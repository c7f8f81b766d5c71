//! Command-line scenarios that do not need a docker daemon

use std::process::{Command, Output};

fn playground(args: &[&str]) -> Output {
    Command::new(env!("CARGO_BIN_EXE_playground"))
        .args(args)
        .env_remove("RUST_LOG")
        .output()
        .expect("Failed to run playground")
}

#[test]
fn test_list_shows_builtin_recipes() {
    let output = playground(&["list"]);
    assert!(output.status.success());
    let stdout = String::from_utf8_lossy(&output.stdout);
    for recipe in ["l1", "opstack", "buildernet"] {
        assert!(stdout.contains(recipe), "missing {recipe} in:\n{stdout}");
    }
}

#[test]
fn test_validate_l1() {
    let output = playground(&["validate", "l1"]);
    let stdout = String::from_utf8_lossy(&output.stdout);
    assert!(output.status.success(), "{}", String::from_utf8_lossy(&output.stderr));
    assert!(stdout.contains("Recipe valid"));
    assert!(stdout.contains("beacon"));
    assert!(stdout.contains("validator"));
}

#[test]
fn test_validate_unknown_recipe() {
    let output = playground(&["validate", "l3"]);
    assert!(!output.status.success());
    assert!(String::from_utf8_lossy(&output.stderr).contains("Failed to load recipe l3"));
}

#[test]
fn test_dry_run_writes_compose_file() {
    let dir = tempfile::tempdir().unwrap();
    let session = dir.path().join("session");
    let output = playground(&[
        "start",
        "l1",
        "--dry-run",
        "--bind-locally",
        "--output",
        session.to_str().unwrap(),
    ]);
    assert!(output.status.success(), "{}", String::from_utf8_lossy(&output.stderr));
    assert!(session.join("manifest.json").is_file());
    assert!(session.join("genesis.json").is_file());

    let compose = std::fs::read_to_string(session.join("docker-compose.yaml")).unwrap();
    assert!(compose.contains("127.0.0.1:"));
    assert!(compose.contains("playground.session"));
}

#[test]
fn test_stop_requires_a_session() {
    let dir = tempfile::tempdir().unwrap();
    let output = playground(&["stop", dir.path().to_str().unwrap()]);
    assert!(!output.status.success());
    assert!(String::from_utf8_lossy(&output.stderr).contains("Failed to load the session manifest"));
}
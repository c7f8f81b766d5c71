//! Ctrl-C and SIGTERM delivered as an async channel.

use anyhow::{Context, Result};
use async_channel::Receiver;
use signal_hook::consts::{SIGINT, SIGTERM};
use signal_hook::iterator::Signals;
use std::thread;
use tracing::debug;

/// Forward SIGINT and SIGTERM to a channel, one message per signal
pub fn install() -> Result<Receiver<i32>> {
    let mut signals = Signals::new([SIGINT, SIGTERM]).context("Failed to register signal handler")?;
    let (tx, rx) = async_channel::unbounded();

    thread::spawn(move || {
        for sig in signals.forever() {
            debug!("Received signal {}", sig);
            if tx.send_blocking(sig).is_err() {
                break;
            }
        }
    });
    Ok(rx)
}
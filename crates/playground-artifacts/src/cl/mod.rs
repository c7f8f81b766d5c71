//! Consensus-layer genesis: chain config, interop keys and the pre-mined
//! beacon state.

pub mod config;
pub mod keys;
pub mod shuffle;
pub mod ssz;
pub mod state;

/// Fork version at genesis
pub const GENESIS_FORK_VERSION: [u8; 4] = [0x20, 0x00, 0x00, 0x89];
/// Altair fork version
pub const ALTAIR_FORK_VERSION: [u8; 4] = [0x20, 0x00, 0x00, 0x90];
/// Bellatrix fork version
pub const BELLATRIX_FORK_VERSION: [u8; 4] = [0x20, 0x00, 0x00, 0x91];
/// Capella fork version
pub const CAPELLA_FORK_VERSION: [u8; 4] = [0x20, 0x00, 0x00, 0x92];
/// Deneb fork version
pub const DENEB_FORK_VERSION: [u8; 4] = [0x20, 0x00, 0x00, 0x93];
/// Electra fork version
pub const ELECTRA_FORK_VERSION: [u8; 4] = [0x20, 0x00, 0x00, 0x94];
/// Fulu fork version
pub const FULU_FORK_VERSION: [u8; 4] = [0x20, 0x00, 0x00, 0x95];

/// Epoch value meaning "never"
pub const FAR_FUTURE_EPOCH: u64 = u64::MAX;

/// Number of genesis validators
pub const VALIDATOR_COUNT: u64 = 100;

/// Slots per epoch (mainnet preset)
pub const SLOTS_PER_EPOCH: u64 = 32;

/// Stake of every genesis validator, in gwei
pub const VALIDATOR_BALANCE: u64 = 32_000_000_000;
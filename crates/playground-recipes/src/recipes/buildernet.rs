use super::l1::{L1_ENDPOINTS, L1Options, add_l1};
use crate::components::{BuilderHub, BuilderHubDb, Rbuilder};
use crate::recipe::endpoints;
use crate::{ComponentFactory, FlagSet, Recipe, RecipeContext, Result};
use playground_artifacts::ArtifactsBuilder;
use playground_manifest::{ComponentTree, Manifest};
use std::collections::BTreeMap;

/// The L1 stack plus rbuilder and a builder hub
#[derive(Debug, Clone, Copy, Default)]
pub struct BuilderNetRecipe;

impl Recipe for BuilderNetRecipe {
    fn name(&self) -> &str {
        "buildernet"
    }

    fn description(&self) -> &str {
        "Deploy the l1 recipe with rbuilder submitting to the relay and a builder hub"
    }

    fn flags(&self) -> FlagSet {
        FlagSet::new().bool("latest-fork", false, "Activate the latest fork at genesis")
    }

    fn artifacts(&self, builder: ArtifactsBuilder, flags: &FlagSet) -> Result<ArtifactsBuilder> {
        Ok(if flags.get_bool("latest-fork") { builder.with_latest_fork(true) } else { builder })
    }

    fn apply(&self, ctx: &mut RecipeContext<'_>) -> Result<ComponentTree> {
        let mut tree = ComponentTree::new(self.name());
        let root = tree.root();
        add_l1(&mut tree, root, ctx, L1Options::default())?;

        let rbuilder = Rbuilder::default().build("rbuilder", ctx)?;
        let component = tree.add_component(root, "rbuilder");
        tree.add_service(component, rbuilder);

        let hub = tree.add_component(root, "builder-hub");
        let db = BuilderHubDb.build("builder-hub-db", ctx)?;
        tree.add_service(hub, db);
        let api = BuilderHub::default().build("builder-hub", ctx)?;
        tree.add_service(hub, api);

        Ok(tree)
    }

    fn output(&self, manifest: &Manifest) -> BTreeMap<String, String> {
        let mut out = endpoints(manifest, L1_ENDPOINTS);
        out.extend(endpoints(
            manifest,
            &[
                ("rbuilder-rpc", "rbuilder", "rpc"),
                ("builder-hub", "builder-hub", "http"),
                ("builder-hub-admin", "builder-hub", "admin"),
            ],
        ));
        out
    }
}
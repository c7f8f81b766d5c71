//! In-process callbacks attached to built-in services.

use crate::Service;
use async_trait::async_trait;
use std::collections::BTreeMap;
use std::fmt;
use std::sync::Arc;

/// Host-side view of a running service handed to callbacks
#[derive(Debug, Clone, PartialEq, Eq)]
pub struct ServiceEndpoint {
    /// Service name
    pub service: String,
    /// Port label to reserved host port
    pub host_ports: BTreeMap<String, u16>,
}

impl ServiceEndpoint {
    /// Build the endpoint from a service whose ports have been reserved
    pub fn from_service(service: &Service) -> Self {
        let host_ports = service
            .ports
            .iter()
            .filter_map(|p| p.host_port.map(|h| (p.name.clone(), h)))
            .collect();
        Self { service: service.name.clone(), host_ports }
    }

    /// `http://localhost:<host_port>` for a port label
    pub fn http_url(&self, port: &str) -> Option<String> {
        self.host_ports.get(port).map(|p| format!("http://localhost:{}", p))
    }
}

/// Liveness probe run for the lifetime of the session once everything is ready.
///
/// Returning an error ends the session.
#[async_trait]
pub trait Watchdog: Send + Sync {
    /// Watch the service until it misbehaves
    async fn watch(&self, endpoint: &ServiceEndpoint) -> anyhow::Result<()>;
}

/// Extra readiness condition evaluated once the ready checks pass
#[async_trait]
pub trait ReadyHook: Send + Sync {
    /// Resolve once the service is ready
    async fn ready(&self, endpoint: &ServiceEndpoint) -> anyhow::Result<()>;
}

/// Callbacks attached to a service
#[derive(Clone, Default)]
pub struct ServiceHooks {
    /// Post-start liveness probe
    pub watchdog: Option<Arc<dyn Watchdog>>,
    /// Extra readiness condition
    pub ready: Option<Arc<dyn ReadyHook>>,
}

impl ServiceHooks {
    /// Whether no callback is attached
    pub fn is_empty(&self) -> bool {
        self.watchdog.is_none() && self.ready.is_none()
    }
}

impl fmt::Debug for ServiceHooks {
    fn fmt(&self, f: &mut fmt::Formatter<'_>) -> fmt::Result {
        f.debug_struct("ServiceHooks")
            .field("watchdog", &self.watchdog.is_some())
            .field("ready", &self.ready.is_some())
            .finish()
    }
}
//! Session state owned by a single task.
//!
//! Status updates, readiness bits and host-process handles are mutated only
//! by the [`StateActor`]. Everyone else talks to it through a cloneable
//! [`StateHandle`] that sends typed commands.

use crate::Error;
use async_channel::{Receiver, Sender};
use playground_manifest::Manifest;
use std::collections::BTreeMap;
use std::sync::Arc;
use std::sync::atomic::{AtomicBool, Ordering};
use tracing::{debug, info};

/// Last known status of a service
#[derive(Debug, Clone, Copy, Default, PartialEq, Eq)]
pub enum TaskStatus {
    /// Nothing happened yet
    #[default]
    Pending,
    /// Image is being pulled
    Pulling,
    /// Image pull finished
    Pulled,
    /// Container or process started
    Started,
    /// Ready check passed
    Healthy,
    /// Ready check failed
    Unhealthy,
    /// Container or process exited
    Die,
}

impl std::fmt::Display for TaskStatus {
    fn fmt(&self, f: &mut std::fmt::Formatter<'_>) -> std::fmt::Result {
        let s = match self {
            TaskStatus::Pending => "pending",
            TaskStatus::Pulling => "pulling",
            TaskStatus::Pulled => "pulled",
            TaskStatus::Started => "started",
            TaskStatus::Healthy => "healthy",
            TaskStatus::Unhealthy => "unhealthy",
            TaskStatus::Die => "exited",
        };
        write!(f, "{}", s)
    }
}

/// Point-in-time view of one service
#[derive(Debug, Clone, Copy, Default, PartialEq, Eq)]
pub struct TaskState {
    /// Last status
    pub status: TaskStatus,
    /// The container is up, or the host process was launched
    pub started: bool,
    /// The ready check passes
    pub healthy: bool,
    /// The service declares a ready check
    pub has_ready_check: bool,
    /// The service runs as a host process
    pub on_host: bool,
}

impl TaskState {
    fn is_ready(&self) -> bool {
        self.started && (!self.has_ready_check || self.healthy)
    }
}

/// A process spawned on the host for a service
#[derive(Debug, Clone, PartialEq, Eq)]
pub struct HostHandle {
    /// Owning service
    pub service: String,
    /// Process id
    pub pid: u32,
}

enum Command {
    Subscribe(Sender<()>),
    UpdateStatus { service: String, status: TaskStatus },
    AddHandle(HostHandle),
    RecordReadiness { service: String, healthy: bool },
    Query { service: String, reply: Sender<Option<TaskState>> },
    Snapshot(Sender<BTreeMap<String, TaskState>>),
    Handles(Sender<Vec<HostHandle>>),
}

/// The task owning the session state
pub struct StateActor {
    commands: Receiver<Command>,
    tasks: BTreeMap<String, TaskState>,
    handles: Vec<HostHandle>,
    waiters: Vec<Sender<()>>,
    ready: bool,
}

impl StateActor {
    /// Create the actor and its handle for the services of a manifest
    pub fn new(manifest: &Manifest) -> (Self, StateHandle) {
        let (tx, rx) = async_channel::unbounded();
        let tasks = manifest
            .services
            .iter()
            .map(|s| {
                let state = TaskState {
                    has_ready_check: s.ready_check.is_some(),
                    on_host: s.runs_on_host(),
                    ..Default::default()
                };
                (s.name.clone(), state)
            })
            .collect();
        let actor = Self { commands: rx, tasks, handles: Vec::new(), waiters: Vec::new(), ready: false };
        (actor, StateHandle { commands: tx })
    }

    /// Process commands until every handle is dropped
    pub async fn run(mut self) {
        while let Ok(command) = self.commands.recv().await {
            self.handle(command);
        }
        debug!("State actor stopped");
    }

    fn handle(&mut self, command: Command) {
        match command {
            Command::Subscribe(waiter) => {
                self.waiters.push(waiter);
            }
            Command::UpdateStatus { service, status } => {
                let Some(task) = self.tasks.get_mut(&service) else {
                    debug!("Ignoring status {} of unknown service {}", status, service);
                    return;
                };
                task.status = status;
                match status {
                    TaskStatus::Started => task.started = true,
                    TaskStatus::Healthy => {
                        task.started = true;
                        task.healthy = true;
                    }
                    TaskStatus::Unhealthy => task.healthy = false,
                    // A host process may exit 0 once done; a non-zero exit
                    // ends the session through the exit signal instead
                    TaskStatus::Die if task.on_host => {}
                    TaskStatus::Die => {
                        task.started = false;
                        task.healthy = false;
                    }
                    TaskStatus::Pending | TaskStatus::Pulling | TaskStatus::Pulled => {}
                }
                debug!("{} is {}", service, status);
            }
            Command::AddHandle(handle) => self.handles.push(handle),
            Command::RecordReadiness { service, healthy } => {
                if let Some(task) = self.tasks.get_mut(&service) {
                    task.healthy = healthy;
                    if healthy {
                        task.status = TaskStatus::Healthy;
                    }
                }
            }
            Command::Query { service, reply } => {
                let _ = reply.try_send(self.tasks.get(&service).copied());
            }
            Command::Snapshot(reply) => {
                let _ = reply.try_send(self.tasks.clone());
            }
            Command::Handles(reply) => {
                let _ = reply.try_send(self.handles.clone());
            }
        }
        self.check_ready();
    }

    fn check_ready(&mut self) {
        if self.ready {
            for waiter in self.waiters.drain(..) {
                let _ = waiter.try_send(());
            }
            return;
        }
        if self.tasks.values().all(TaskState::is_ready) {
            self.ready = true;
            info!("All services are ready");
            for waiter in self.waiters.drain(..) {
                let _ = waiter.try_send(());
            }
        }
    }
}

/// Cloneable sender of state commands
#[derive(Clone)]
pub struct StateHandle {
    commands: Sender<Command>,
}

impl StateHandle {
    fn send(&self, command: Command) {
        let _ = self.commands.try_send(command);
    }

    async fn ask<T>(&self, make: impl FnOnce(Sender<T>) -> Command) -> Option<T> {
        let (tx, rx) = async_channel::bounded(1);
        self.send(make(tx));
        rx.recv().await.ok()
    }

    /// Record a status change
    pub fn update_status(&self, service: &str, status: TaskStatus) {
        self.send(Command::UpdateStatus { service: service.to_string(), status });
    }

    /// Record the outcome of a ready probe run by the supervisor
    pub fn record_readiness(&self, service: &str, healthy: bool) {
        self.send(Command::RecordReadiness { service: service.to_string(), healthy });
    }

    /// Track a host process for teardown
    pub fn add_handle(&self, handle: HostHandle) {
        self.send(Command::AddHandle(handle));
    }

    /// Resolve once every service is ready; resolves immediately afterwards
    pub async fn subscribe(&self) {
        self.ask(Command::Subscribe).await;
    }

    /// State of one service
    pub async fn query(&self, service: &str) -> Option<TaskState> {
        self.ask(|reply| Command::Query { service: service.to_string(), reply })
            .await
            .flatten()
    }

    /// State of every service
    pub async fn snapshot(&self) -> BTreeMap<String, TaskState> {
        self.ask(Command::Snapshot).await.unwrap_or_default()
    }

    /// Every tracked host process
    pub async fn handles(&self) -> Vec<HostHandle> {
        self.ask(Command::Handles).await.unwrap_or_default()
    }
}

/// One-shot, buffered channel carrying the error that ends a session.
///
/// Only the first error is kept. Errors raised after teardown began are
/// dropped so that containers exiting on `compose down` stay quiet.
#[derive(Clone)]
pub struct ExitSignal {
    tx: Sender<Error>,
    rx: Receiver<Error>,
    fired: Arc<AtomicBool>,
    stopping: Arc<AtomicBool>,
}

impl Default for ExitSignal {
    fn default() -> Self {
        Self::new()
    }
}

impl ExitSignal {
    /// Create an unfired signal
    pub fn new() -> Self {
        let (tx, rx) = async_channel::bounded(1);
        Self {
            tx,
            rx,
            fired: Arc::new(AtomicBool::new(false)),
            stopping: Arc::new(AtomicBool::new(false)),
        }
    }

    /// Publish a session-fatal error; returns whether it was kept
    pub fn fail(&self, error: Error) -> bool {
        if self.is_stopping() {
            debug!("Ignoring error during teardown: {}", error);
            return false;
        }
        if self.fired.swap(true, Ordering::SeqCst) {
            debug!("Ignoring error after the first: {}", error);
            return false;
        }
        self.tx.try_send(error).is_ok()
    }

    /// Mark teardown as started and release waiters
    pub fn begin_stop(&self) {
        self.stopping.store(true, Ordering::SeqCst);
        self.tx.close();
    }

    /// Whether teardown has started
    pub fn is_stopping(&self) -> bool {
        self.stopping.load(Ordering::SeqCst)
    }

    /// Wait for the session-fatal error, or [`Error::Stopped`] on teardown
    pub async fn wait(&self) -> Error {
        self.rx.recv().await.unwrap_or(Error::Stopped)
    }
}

▶ [Exercise requirements]
Where a line in the listing above contains "exited", copy that line.

▶ [Task answer]
    /// Container or process exited
            TaskStatus::Die => "exited",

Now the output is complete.